>>>>

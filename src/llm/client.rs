use super::error::BackendError;
use super::types::{LLMRequest, LLMResponse};
use async_trait::async_trait;

#[async_trait]
pub trait LLMClient: Send + Sync {
    async fn chat(&self, request: LLMRequest) -> Result<LLMResponse, BackendError>;

    fn name(&self) -> &str;

    fn model_info(&self) -> Option<String> {
        None
    }

    /// Prompt in, text out.
    async fn complete(&self, prompt: &str) -> Result<String, BackendError> {
        Ok(self.chat(LLMRequest::prompt(prompt)).await?.content)
    }
}
//! Utility modules

pub mod logging;

pub use logging::{init_default, init_from_env, init_logging, parse_level, LoggingConfig};
//! Lenient numeric decoding for values produced by an LLM or by hand-edited
//! job documents. Integers, floats and numeric strings are all accepted.

use serde::de::{self, Deserializer, Visitor};
use serde::Deserialize;
use std::fmt;

struct LenientInt;

impl<'de> Visitor<'de> for LenientInt {
    type Value = Option<i64>;

    fn expecting(&self, f: &mut fmt::Formatter) -> fmt::Result {
        f.write_str("an integer, a float or a numeric string")
    }

    fn visit_i64<E: de::Error>(self, v: i64) -> Result<Self::Value, E> {
        Ok(Some(v))
    }

    fn visit_u64<E: de::Error>(self, v: u64) -> Result<Self::Value, E> {
        Ok(Some(i64::try_from(v).unwrap_or(i64::MAX)))
    }

    fn visit_f64<E: de::Error>(self, v: f64) -> Result<Self::Value, E> {
        if v.is_finite() {
            Ok(Some(v.trunc() as i64))
        } else {
            Ok(None)
        }
    }

    fn visit_str<E: de::Error>(self, v: &str) -> Result<Self::Value, E> {
        Ok(parse_numeric_str(v))
    }

    fn visit_bool<E: de::Error>(self, _v: bool) -> Result<Self::Value, E> {
        Ok(None)
    }

    fn visit_none<E: de::Error>(self) -> Result<Self::Value, E> {
        Ok(None)
    }

    fn visit_unit<E: de::Error>(self) -> Result<Self::Value, E> {
        Ok(None)
    }

    fn visit_some<D: Deserializer<'de>>(self, d: D) -> Result<Self::Value, D::Error> {
        d.deserialize_any(LenientInt)
    }
}

/// Accepts "1,500", "1500円", " 12 " and similar.
pub fn parse_numeric_str(raw: &str) -> Option<i64> {
    let cleaned: String = raw
        .trim()
        .chars()
        .filter(|c| *c != ',' && !c.is_whitespace())
        .collect();
    let numeric: String = cleaned
        .char_indices()
        .take_while(|(i, c)| c.is_ascii_digit() || *c == '.' || (*i == 0 && *c == '-'))
        .map(|(_, c)| c)
        .collect();

    if let Ok(v) = numeric.parse::<i64>() {
        return Some(v);
    }
    numeric
        .parse::<f64>()
        .ok()
        .filter(|v| v.is_finite())
        .map(|v| v.trunc() as i64)
}

pub fn opt_int<'de, D>(d: D) -> Result<Option<i64>, D::Error>
where
    D: Deserializer<'de>,
{
    d.deserialize_any(LenientInt)
}

pub fn int_or_zero<'de, D>(d: D) -> Result<i64, D::Error>
where
    D: Deserializer<'de>,
{
    Ok(opt_int(d)?.unwrap_or(0))
}

/// Strings that may arrive as null or as a number.
pub fn text<'de, D>(d: D) -> Result<String, D::Error>
where
    D: Deserializer<'de>,
{
    let value = serde_json::Value::deserialize(d)?;
    Ok(match value {
        serde_json::Value::Null => String::new(),
        serde_json::Value::String(s) => s,
        other => other.to_string(),
    })
}
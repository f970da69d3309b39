//! Progress handler trait and events

use std::time::Duration;

/// Events emitted while one step runs
#[derive(Debug, Clone)]
pub enum ProgressEvent {
    /// Step invocation started
    StepStarted {
        step: u8,
        label: &'static str,
        job: String,
    },

    /// `currentStep` pointer written (or not)
    PointerUpdated { step: u8, persisted: bool },

    /// LLM request started
    LlmRequestStarted { phase: &'static str },

    /// LLM response received
    LlmResponseReceived {
        phase: &'static str,
        response_time: Duration,
    },

    /// Parser fell back to marker extraction or a placeholder
    FallbackUsed {
        phase: &'static str,
        method: String,
        reason: String,
    },

    /// Estimate sent to the rendering service
    RenderDispatched { products: usize, total_price: i64 },

    /// Step finished and its output was persisted
    StepCompleted { step: u8, duration: Duration },

    /// Step failed
    StepFailed { step: u8, error: String },
}

/// Trait for handling progress events during a step run
pub trait ProgressHandler: Send + Sync {
    /// Called when a progress event occurs
    fn on_progress(&self, event: &ProgressEvent);
}

/// No-op handler that ignores all events
#[derive(Debug, Default, Clone, Copy)]
pub struct NoOpHandler;

impl ProgressHandler for NoOpHandler {
    fn on_progress(&self, _event: &ProgressEvent) {}
}

#[cfg(test)]
mod tests {
    use super::*;
    use std::sync::atomic::{AtomicUsize, Ordering};
    use std::sync::Arc;

    struct CountingHandler {
        count: Arc<AtomicUsize>,
    }

    impl ProgressHandler for CountingHandler {
        fn on_progress(&self, _event: &ProgressEvent) {
            self.count.fetch_add(1, Ordering::SeqCst);
        }
    }

    #[test]
    fn test_noop_handler() {
        NoOpHandler.on_progress(&ProgressEvent::StepStarted {
            step: 1,
            label: "acquisition",
            job: "agent_job/doc".to_string(),
        });
    }

    #[test]
    fn test_progress_events() {
        let count = Arc::new(AtomicUsize::new(0));
        let handler = CountingHandler {
            count: count.clone(),
        };

        handler.on_progress(&ProgressEvent::PointerUpdated {
            step: 2,
            persisted: true,
        });
        handler.on_progress(&ProgressEvent::LlmRequestStarted {
            phase: "product_identification",
        });
        handler.on_progress(&ProgressEvent::StepCompleted {
            step: 2,
            duration: Duration::from_millis(40),
        });

        assert_eq!(count.load(Ordering::SeqCst), 3);
    }

    #[test]
    fn test_event_debug() {
        let event = ProgressEvent::StepFailed {
            step: 4,
            error: "missing step3_output".to_string(),
        };
        let debug_str = format!("{:?}", event);
        assert!(debug_str.contains("StepFailed"));
        assert!(debug_str.contains("step: 4"));
    }
}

<<<<

* _PROBLEM TO SOLVE_
The data above should be reproduced in full and exactly.

* _RESULT OF THE EXERCISE_
filename src/llm/client.rs
use super::error::BackendError;
use super::types::{LLMRequest, LLMResponse};
use async_trait::async_trait;

#[async_trait]
pub trait LLMClient: Send + Sync {
    async fn chat(&self, request: LLMRequest) -> Result<LLMResponse, BackendError>;

    fn name(&self) -> &str;

    fn model_info(&self) -> Option<String> {
        None
    }

    /// Prompt in, text out.
    async fn complete(&self, prompt: &str) -> Result<String, BackendError> {
        Ok(self.chat(LLMRequest::prompt(prompt)).await?.content)
    }
}
//! Utility modules

pub mod logging;

pub use logging::{init_default, init_from_env, init_logging, parse_level, LoggingConfig};
//! Lenient numeric decoding for values produced by an LLM or by hand-edited
//! job documents. Integers, floats and numeric strings are all accepted.

use serde::de::{self, Deserializer, Visitor};
use serde::Deserialize;
use std::fmt;

struct LenientInt;

impl<'de> Visitor<'de> for LenientInt {
    type Value = Option<i64>;

    fn expecting(&self, f: &mut fmt::Formatter) -> fmt::Result {
        f.write_str("an integer, a float or a numeric string")
    }

    fn visit_i64<E: de::Error>(self, v: i64) -> Result<Self::Value, E> {
        Ok(Some(v))
    }

    fn visit_u64<E: de::Error>(self, v: u64) -> Result<Self::Value, E> {
        Ok(Some(i64::try_from(v).unwrap_or(i64::MAX)))
    }

    fn visit_f64<E: de::Error>(self, v: f64) -> Result<Self::Value, E> {
        if v.is_finite() {
            Ok(Some(v.trunc() as i64))
        } else {
            Ok(None)
        }
    }

    fn visit_str<E: de::Error>(self, v: &str) -> Result<Self::Value, E> {
        Ok(parse_numeric_str(v))
    }

    fn visit_bool<E: de::Error>(self, _v: bool) -> Result<Self::Value, E> {
        Ok(None)
    }

    fn visit_none<E: de::Error>(self) -> Result<Self::Value, E> {
        Ok(None)
    }

    fn visit_unit<E: de::Error>(self) -> Result<Self::Value, E> {
        Ok(None)
    }

    fn visit_some<D: Deserializer<'de>>(self, d: D) -> Result<Self::Value, D::Error> {
        d.deserialize_any(LenientInt)
    }
}

/// Accepts "1,500", "1500円", " 12 " and similar.
pub fn parse_numeric_str(raw: &str) -> Option<i64> {
    let cleaned: String = raw
        .trim()
        .chars()
        .filter(|c| *c != ',' && !c.is_whitespace())
        .collect();
    let numeric: String = cleaned
        .char_indices()
        .take_while(|(i, c)| c.is_ascii_digit() || *c == '.' || (*i == 0 && *c == '-'))
        .map(|(_, c)| c)
        .collect();

    if let Ok(v) = numeric.parse::<i64>() {
        return Some(v);
    }
    numeric
        .parse::<f64>()
        .ok()
        .filter(|v| v.is_finite())
        .map(|v| v.trunc() as i64)
}

pub fn opt_int<'de, D>(d: D) -> Result<Option<i64>, D::Error>
where
    D: Deserializer<'de>,
{
    d.deserialize_any(LenientInt)
}

pub fn int_or_zero<'de, D>(d: D) -> Result<i64, D::Error>
where
    D: Deserializer<'de>,
{
    Ok(opt_int(d)?.unwrap_or(0))
}

/// Strings that may arrive as null or as a number.
pub fn text<'de, D>(d: D) -> Result<String, D::Error>
where
    D: Deserializer<'de>,
{
    let value = serde_json::Value::deserialize(d)?;
    Ok(match value {
        serde_json::Value::Null => String::new(),
        serde_json::Value::String(s) => s,
        other => other.to_string(),
    })
}
repository f970da69d3309b39
//! Progress handler trait and events

use std::time::Duration;

/// Events emitted while one step runs
#[derive(Debug, Clone)]
pub enum ProgressEvent {
    /// Step invocation started
    StepStarted {
        step: u8,
        label: &'static str,
        job: String,
    },

    /// `currentStep` pointer written (or not)
    PointerUpdated { step: u8, persisted: bool },

    /// LLM request started
    LlmRequestStarted { phase: &'static str },

    /// LLM response received
    LlmResponseReceived {
        phase: &'static str,
        response_time: Duration,
    },

    /// Parser fell back to marker extraction or a placeholder
    FallbackUsed {
        phase: &'static str,
        method: String,
        reason: String,
    },

    /// Estimate sent to the rendering service
    RenderDispatched { products: usize, total_price: i64 },

    /// Step finished and its output was persisted
    StepCompleted { step: u8, duration: Duration },

    /// Step failed
    StepFailed { step: u8, error: String },
}

/// Trait for handling progress events during a step run
pub trait ProgressHandler: Send + Sync {
    /// Called when a progress event occurs
    fn on_progress(&self, event: &ProgressEvent);
}

/// No-op handler that ignores all events
#[derive(Debug, Default, Clone, Copy)]
pub struct NoOpHandler;

impl ProgressHandler for NoOpHandler {
    fn on_progress(&self, _event: &ProgressEvent) {}
}

#[cfg(test)]
mod tests {
    use super::*;
    use std::sync::atomic::{AtomicUsize, Ordering};
    use std::sync::Arc;

    struct CountingHandler {
        count: Arc<AtomicUsize>,
    }

    impl ProgressHandler for CountingHandler {
        fn on_progress(&self, _event: &ProgressEvent) {
            self.count.fetch_add(1, Ordering::SeqCst);
        }
    }

    #[test]
    fn test_noop_handler() {
        NoOpHandler.on_progress(&ProgressEvent::StepStarted {
            step: 1,
            label: "acquisition",
            job: "agent_job/doc".to_string(),
        });
    }

    #[test]
    fn test_progress_events() {
        let count = Arc::new(AtomicUsize::new(0));
        let handler = CountingHandler {
            count: count.clone(),
        };

        handler.on_progress(&ProgressEvent::PointerUpdated {
            step: 2,
            persisted: true,
        });
        handler.on_progress(&ProgressEvent::LlmRequestStarted {
            phase: "product_identification",
        });
        handler.on_progress(&ProgressEvent::StepCompleted {
            step: 2,
            duration: Duration::from_millis(40),
        });

        assert_eq!(count.load(Ordering::SeqCst), 3);
    }

    #[test]
    fn test_event_debug() {
        let event = ProgressEvent::StepFailed {
            step: 4,
            error: "missing step3_output".to_string(),
        };
        let debug_str = format!("{:?}", event);
        assert!(debug_str.contains("StepFailed"));
        assert!(debug_str.contains("step: 4"));
    }
}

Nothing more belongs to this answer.